Problem to work on
Where the string "extractors" shows up in a line of the records, copy that line.

[Stored items]
###

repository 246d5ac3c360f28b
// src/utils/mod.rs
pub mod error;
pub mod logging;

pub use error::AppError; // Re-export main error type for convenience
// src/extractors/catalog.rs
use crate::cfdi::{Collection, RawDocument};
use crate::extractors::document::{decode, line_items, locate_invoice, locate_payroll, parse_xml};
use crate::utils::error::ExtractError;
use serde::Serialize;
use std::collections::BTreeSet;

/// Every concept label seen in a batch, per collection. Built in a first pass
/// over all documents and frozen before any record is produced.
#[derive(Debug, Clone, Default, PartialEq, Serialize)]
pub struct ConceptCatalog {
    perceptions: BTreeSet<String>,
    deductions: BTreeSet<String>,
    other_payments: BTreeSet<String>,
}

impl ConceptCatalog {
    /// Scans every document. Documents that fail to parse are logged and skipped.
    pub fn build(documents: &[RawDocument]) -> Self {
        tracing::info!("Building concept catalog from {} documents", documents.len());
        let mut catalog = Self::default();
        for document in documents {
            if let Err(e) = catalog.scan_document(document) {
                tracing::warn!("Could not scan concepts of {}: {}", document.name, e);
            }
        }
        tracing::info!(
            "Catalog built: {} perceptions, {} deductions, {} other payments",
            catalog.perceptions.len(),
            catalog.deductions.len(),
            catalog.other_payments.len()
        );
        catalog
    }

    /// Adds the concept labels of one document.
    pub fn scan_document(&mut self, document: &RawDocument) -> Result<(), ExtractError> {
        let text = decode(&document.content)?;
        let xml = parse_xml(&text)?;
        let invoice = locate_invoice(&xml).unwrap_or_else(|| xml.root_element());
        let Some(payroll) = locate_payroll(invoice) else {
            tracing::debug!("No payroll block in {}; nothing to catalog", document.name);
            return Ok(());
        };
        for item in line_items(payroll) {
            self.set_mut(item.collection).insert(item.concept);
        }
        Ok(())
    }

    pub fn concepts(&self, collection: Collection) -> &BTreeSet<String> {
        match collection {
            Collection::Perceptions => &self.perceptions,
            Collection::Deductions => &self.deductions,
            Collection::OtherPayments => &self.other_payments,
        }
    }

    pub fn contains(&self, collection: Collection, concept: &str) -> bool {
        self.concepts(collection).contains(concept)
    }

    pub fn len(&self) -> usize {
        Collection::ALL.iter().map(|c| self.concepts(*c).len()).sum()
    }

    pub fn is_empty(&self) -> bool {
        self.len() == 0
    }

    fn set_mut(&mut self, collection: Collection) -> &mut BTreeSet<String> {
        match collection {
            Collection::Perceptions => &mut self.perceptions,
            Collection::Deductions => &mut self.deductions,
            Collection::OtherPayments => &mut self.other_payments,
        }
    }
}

###

Solved problem
// src/extractors/catalog.rs
use crate::extractors::document::{decode, line_items, locate_invoice, locate_payroll, parse_xml};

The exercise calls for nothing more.